— Task to carry out —
Report each line of the data that has "bool" somewhere in it.

Dataset entries
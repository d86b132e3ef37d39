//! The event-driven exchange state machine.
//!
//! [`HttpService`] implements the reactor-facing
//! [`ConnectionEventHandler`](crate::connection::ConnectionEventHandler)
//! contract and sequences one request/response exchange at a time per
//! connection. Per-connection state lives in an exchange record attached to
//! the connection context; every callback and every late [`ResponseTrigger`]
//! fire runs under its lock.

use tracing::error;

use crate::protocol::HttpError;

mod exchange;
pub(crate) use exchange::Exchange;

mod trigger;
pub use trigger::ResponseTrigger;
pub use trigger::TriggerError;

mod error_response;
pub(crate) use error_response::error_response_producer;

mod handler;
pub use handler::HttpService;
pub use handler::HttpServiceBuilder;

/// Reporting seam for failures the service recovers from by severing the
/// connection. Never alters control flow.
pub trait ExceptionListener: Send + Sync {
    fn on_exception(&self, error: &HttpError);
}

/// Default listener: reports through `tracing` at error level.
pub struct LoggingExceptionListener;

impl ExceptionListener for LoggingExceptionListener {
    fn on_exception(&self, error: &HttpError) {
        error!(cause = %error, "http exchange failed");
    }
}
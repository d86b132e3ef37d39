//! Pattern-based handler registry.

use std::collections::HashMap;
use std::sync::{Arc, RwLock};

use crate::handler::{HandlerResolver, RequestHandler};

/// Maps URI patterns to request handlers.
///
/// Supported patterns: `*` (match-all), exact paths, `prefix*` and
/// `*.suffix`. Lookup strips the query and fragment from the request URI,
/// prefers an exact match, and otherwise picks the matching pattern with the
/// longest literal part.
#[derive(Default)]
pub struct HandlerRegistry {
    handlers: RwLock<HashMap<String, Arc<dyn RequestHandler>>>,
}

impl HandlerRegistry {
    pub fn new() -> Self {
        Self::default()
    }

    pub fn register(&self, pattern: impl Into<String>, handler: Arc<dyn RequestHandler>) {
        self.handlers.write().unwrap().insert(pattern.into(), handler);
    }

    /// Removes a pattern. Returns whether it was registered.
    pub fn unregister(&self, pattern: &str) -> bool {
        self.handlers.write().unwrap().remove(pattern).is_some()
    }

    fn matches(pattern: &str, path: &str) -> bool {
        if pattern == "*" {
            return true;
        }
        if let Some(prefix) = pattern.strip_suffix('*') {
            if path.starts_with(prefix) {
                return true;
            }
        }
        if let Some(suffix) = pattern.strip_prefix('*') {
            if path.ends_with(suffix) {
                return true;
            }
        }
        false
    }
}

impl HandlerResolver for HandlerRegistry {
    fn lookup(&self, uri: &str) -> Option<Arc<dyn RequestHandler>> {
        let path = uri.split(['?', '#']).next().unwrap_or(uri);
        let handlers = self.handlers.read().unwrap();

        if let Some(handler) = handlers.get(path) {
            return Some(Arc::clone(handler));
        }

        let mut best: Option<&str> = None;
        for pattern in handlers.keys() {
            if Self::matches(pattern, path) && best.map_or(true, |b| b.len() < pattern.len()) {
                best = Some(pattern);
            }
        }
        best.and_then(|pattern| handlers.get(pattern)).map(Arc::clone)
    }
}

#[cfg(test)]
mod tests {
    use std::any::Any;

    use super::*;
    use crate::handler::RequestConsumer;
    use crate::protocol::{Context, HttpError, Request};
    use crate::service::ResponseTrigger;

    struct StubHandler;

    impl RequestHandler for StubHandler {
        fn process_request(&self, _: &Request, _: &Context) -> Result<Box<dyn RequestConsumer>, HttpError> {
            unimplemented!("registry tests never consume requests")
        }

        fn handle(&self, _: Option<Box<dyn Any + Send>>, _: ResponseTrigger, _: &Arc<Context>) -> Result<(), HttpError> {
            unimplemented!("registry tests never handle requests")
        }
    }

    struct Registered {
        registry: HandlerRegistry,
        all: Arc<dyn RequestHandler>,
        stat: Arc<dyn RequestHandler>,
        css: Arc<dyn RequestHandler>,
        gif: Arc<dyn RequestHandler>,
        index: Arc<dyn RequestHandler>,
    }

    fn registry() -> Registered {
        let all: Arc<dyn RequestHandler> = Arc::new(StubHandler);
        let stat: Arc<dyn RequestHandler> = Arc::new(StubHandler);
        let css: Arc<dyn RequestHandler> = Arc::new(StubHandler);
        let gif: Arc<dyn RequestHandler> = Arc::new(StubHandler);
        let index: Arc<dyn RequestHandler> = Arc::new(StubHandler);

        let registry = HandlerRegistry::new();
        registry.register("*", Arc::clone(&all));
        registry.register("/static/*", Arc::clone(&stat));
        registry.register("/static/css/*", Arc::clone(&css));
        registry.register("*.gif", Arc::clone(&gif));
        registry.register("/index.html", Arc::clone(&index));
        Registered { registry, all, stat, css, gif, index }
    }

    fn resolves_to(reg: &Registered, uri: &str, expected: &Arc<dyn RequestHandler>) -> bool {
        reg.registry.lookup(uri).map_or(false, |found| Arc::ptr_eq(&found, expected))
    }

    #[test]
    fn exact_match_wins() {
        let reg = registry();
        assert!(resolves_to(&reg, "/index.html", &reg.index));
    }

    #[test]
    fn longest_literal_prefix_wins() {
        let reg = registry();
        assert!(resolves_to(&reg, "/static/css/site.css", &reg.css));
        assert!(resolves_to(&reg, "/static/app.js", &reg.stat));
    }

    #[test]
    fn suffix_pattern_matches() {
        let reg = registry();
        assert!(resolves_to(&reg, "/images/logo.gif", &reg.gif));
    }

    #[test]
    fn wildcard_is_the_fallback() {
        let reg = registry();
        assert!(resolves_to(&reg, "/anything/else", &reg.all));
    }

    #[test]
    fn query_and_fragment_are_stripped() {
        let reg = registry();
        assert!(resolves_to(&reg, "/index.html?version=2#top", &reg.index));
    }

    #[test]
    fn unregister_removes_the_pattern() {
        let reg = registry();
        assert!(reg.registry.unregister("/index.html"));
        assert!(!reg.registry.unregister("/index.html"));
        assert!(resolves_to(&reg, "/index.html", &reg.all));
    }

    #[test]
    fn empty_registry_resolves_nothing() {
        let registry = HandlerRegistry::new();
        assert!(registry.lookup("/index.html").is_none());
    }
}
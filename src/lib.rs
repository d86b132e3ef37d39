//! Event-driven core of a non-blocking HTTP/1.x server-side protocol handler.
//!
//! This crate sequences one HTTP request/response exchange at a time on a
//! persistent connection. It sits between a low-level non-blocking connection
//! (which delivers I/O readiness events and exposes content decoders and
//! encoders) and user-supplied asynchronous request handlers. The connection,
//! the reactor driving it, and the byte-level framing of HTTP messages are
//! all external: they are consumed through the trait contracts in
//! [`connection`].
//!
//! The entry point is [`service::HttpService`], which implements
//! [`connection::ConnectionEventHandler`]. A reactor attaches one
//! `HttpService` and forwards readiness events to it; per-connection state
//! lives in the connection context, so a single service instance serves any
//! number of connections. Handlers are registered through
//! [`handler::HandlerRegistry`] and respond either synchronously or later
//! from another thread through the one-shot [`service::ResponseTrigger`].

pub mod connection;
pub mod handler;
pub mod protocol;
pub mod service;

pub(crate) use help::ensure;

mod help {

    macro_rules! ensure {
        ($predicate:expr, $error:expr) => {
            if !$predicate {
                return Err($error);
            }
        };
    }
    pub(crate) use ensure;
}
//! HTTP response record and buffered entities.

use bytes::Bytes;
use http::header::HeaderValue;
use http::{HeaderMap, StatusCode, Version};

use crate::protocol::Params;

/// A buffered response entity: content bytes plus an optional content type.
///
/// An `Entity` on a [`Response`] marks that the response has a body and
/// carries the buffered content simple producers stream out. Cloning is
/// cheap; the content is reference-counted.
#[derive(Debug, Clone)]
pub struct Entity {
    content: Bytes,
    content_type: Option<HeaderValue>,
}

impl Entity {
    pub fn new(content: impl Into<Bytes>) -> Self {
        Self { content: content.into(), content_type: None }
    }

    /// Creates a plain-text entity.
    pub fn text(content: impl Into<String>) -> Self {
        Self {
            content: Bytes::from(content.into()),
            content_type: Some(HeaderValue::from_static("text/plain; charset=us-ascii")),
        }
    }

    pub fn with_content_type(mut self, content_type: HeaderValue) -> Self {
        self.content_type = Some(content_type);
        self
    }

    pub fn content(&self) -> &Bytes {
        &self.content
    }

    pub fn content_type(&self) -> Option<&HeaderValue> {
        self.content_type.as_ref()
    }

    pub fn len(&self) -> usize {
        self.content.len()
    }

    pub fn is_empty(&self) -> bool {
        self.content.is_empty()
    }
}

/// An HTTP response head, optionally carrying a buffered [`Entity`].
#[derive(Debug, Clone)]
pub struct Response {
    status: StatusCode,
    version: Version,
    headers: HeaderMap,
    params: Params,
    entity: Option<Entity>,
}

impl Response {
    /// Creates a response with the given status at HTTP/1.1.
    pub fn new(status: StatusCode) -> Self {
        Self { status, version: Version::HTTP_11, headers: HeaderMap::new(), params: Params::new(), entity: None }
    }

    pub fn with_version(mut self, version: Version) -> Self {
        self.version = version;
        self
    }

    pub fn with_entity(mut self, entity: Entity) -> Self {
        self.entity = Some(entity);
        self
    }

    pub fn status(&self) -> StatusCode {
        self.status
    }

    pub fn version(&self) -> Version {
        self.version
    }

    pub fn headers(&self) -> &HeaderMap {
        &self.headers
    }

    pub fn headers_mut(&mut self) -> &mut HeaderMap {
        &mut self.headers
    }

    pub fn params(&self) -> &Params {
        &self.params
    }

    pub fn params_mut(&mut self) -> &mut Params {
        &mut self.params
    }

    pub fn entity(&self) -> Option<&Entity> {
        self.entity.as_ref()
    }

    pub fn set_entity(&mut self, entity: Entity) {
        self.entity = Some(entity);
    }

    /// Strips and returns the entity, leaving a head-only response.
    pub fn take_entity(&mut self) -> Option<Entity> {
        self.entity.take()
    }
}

— Result for this task —
    pub fn unregister(&self, pattern: &str) -> bool {
    fn matches(pattern: &str, path: &str) -> bool {
    fn resolves_to(reg: &Registered, uri: &str, expected: &Arc<dyn RequestHandler>) -> bool {
    pub fn is_empty(&self) -> bool {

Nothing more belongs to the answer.